Exercise: Among the lines below, which ones contain the word "layers"? Copy every such line.
%%
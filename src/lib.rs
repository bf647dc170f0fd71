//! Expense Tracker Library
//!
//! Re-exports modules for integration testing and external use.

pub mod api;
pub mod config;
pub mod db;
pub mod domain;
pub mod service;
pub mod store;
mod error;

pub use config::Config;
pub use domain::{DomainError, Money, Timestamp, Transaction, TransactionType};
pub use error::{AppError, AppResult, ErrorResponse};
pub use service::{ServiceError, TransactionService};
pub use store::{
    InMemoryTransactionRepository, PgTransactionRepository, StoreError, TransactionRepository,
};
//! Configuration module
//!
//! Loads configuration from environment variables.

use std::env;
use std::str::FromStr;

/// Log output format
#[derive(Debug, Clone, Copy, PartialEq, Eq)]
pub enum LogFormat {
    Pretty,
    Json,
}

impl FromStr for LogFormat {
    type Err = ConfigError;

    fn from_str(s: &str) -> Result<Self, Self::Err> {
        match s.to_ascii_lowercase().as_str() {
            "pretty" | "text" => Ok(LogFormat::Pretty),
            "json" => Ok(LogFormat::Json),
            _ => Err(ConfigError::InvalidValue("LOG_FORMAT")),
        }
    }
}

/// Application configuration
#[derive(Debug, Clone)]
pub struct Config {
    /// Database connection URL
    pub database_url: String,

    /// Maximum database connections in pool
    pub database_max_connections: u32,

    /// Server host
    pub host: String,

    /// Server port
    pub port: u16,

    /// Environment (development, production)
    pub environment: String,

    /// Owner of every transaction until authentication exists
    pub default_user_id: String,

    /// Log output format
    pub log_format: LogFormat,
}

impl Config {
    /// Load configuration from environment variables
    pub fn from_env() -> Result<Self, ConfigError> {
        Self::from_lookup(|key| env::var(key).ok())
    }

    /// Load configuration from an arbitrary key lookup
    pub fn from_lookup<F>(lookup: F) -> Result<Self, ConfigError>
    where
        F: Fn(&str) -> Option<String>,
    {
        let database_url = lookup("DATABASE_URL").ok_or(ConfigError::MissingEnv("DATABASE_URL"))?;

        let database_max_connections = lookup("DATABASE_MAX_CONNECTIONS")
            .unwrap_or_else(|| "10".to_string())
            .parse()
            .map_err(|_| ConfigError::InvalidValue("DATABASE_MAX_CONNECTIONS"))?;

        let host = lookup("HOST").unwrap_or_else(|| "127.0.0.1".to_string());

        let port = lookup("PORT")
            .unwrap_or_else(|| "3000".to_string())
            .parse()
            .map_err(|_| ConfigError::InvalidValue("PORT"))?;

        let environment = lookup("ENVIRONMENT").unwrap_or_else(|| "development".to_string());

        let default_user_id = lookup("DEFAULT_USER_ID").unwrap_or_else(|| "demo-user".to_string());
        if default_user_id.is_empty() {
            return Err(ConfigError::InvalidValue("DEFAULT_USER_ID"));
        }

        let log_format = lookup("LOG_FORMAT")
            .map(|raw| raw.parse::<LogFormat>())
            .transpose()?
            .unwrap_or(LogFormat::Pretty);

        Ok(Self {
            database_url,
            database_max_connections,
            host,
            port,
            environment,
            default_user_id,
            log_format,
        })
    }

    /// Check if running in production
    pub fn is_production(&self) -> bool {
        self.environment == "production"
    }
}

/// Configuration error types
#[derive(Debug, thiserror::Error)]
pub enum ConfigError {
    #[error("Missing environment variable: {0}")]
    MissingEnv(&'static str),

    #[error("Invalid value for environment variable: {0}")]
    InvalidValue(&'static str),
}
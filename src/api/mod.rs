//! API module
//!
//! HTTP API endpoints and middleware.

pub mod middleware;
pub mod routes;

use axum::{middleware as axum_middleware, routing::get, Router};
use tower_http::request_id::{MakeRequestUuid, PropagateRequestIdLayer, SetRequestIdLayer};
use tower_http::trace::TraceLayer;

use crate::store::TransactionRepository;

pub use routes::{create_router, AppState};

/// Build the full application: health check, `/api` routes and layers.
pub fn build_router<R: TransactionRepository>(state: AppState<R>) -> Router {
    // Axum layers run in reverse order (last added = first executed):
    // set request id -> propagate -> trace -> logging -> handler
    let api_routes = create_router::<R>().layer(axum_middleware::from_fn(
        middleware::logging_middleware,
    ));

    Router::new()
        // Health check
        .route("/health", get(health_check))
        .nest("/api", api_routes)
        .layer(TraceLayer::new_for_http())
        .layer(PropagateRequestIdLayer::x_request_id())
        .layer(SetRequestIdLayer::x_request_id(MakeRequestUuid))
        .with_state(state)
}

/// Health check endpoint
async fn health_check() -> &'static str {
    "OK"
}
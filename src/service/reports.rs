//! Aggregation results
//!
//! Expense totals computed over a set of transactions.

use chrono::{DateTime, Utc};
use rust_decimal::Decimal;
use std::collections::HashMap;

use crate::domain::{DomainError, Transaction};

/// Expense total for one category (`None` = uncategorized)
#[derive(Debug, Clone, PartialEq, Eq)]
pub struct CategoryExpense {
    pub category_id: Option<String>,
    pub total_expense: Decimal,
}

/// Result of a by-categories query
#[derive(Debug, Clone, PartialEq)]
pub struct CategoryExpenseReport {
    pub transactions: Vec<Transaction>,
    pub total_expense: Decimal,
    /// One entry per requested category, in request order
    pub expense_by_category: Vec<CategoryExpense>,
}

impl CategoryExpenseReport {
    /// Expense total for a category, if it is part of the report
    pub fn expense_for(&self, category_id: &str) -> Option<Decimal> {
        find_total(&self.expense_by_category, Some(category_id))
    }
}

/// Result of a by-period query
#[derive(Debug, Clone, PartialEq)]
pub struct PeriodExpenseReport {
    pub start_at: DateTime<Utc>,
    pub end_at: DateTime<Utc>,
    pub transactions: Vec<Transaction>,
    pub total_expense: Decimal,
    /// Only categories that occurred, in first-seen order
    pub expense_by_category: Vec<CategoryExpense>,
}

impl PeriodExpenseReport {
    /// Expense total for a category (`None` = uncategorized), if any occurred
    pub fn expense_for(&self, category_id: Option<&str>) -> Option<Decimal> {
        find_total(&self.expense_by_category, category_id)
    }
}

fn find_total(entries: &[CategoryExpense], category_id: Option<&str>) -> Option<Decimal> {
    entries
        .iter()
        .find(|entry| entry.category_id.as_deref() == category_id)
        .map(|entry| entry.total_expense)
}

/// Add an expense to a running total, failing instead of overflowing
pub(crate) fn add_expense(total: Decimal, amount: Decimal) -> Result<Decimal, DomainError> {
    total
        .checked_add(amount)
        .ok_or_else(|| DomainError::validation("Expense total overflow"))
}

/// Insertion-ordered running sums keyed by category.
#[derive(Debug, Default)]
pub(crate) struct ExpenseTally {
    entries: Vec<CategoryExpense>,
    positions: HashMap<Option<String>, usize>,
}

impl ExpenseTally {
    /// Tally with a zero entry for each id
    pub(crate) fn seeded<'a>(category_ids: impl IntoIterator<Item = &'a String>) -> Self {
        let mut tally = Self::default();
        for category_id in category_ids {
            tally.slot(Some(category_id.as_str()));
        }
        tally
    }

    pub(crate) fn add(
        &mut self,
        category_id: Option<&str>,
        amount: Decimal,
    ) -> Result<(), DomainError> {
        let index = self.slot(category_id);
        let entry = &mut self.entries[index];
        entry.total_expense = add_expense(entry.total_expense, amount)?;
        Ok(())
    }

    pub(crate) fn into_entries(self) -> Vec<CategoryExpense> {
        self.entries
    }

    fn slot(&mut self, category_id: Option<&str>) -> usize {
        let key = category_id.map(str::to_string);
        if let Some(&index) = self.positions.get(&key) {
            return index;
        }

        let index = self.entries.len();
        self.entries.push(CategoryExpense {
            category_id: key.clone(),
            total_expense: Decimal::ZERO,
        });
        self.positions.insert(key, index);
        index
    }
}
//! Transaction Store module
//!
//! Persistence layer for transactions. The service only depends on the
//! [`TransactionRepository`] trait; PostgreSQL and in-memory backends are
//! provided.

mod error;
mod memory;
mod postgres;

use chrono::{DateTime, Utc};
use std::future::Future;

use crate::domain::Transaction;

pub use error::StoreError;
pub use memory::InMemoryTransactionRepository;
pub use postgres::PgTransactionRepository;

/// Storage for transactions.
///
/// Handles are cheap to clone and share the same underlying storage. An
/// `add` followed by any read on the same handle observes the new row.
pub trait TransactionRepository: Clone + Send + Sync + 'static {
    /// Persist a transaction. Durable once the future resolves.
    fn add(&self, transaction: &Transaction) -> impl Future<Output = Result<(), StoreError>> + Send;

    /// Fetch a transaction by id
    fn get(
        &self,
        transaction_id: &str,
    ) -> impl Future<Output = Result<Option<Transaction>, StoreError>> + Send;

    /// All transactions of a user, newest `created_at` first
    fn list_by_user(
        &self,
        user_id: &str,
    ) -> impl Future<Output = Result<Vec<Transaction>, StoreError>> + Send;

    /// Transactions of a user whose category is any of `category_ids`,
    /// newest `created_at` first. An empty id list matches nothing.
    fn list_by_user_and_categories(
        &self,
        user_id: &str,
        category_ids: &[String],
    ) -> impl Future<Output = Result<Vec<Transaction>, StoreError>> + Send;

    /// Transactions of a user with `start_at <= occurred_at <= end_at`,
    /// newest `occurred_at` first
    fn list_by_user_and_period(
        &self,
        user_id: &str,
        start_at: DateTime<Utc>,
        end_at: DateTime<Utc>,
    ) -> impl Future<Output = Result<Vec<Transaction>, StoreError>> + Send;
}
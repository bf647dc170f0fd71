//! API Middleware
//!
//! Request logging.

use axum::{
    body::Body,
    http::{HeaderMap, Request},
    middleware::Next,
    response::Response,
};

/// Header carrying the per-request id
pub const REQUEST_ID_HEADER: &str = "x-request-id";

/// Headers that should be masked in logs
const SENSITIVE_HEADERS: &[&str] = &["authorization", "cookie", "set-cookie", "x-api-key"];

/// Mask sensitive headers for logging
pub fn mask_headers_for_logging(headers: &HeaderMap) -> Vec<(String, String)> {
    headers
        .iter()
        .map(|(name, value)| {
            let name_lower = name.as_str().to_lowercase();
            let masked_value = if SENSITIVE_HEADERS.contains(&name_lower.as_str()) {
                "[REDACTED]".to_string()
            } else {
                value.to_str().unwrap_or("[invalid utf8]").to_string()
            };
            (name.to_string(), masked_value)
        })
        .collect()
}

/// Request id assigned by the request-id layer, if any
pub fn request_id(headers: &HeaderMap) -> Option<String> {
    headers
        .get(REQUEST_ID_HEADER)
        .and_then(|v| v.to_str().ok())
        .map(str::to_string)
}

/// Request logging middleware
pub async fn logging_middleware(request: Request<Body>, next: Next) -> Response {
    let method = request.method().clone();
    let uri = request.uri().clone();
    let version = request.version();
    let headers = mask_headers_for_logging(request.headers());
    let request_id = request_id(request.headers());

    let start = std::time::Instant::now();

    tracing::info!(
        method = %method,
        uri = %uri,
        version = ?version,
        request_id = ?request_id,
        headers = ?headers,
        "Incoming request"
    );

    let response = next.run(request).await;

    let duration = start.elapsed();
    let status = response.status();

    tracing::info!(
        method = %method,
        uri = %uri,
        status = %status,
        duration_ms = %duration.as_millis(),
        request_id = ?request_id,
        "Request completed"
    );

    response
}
%%
Answer section:
/// Build the full application: health check, `/api` routes and layers.
    // Axum layers run in reverse order (last added = first executed):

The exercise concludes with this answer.